This week a variety of groups have been pushing out narratives on more taxpayer funding for childcare. You may wonder why, suddenly, this is such a crisis issue. It is because billions in COVID-era government handouts to the industry are expiring this month.

Calls to have North Carolina taxpayers subsidize the industry are coming in fast from interest groups, the governor’s office, and others. At the North Carolina General Assembly on Wednesday, the Poor People’s Campaign, led by Rev. William Barber, brought demonstrators to call for daycare subsidies, among other issues.

X account of Rev. William Barber II

However, the seemingly automatic call to spend more triggered this inflationary mess in the first place. In a recent CJ survey of North Carolina voters, more than 57% said that tax credits and reducing industry regulations to reduce childcare costs were the best avenue to affordable childcare for families. Just 16% thought government subsidies were the answer.

Source: Carolina Journal

Back in in 2021 as part of the American Rescue Plan, Congress and the Biden administration pushed through $24 billion in one-time “stabilization grants” to tide the childcare industry over while the rest of society struggled under the weight of government-imposed shutdowns. Families who depended on having their children in public schools while they worked in “essential businesses,” like hospitals or big box retail stores, suddenly did not have care for them. In the end, the ARP grants essentially launched a pilot program in federally funded childcare.

North Carolina got $805.8 million in the federal ARP plan for the childcare industry. Approximately 4,500 childcare businesses received grants.
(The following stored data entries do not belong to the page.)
//! Per-client connection state (§3 ClientConnection) and the token-bucket
//! rate limiter keyed by method class (§4.9).

use std::collections::HashSet;
use std::time::Instant;

use crate::auth::Role;

/// §4.9: status methods (reads) and control methods (writes) are rate
/// limited independently so a burst of `get_status` polling can't starve a
/// client's ability to `stop_recording`.
#[derive(Debug, Clone, Copy, PartialEq, Eq, Hash)]
pub enum MethodClass {
    Status,
    Control,
}

pub struct ClientConnection {
    pub client_id: String,
    pub authenticated: bool,
    pub user_id: Option<String>,
    pub role: Option<Role>,
    pub auth_method: Option<String>,
    pub connected_at: chrono::DateTime<chrono::Utc>,
    pub subscriptions: HashSet<String>,
    pub auth_failures: u32,
    status_bucket: TokenBucket,
    control_bucket: TokenBucket,
}

impl ClientConnection {
    pub fn new(client_id: String, status_capacity: u32, status_refill_per_sec: f64, control_capacity: u32, control_refill_per_sec: f64) -> Self {
        Self {
            client_id,
            authenticated: false,
            user_id: None,
            role: None,
            auth_method: None,
            connected_at: chrono::Utc::now(),
            // No method in the dispatch table lets a client narrow this
            // (§4.9 lists no subscribe/unsubscribe method), so every
            // connection starts subscribed to every topic by default.
            subscriptions: HashSet::from(["*".to_string()]),
            auth_failures: 0,
            status_bucket: TokenBucket::new(status_capacity, status_refill_per_sec),
            control_bucket: TokenBucket::new(control_capacity, control_refill_per_sec),
        }
    }

    pub fn authenticate(&mut self, user_id: String, role: Role, auth_method: String) {
        self.authenticated = true;
        self.user_id = Some(user_id);
        self.role = Some(role);
        self.auth_method = Some(auth_method);
    }

    pub fn take_token(&mut self, class: MethodClass) -> bool {
        match class {
            MethodClass::Status => self.status_bucket.try_take(),
            MethodClass::Control => self.control_bucket.try_take(),
        }
    }
}

/// Simple token bucket: capacity tokens, refilled continuously at
/// `refill_per_sec`. `try_take` drains one token and reports whether one
/// was available.
struct TokenBucket {
    capacity: f64,
    tokens: f64,
    refill_per_sec: f64,
    last_refill: Instant,
}

impl TokenBucket {
    fn new(capacity: u32, refill_per_sec: f64) -> Self {
        Self {
            capacity: capacity as f64,
            tokens: capacity as f64,
            refill_per_sec,
            last_refill: Instant::now(),
        }
    }

    fn try_take(&mut self) -> bool {
        let now = Instant::now();
        let elapsed = now.duration_since(self.last_refill).as_secs_f64();
        self.tokens = (self.tokens + elapsed * self.refill_per_sec).min(self.capacity);
        self.last_refill = now;

        if self.tokens >= 1.0 {
            self.tokens -= 1.0;
            true
        } else {
            false
        }
    }
}

#[cfg(test)]
mod tests {
    use super::*;

    #[test]
    fn bucket_exhausts_then_refills() {
        let mut bucket = TokenBucket::new(2, 1000.0);
        assert!(bucket.try_take());
        assert!(bucket.try_take());
        assert!(!bucket.try_take());
        std::thread::sleep(std::time::Duration::from_millis(5));
        assert!(bucket.try_take());
    }

    #[test]
    fn status_and_control_buckets_are_independent() {
        let mut conn = ClientConnection::new("c1".to_string(), 1, 0.0, 1, 0.0);
        assert!(conn.take_token(MethodClass::Status));
        assert!(!conn.take_token(MethodClass::Status));
        assert!(conn.take_token(MethodClass::Control));
    }
}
According to the federal Administration for Children and Families, the average grant for childcare centers was $227,700 and family childcare homes received an average of $40,600. Including the COVID grants, North Carolina received more than $1.97 billion in Child Care and Development Funds (CCDF) in 2021, as compared to $293 million in FY 2019.

The COVID-era grants expired in October of 2023, and were extended until June of 2024. Now, North Carolina as with other states, is experiencing a “benefits cliff” because that temporary extra COVID money is stopping. North Carolina’s fiscal “cliff” is an estimated $1.67 million, according to the state Department of Health and Human Services.  

Back in 2021, states were required to submit a plan of how to spend the millions they got, and what they were planning to do when it stopped. Few, it appears, thought that would really happen. Many spent it on smaller class sizes and employees to comply with the CDC’s distancing rules, and they bought personal protective equipment (PPE) and cleaning supplies. Others paid out bonuses to keep their staff. Now many are saying they say they will have to raise rates on families or close their doors.

The pressure to continue the federal American Rescue Plan’s spending on childcare subsidies has been stepping up over the last few months. The governor’s budget says that North Carolina taxpayers should spend $745 million in subsidizing the industry, in the form of “stabilization grants,” and other programs. State Sen. Rachel Hunt, Democratic candidate for North Carolina’s lieutenant governor, has also made the issue a centerpiece of her campaign.

A survey from the North Carolina Chamber Foundation and NC Child was released Wednesday highlighting the economic impact of what they called the “childcare gap” in North Carolina. Clearly, lawmakers are getting pressure from all sides to increase taxpayer-paid government subsidies for a specific industry. In other states, like Minnesota, Vermont, and New York, lawmakers have already spent millions of state taxpayers’ dollars in childcare-industry subsidies.

It is notable that most of these calls are not for childcare vouchers for families to spend on the best fit for their child but rather for government subsidies for childcare facilities. Ultimately, subsidies in any industry raise the overall prices for consumers, and childcare would be no exception.

“If they really cared about bringing down childcare costs they would try to peel back the subsidies and massive regulations that drive the costs up to begin with,” said Brian Balfour, senior vice president of research for the John Locke Foundation. “Throwing more subsidies at it — while offering some help to the recipients — is just going to drive up the prices.”

The challenge faced now is that the federal grant money was never publicly intended to be permanent. It was stop-gap help for childcare businesses facing a global pandemic and forced closures. As with all government programs, no matter how clearly the spending is labeled as temporary, once people get used to subsidies it is difficult to put the toothpaste back in the tube.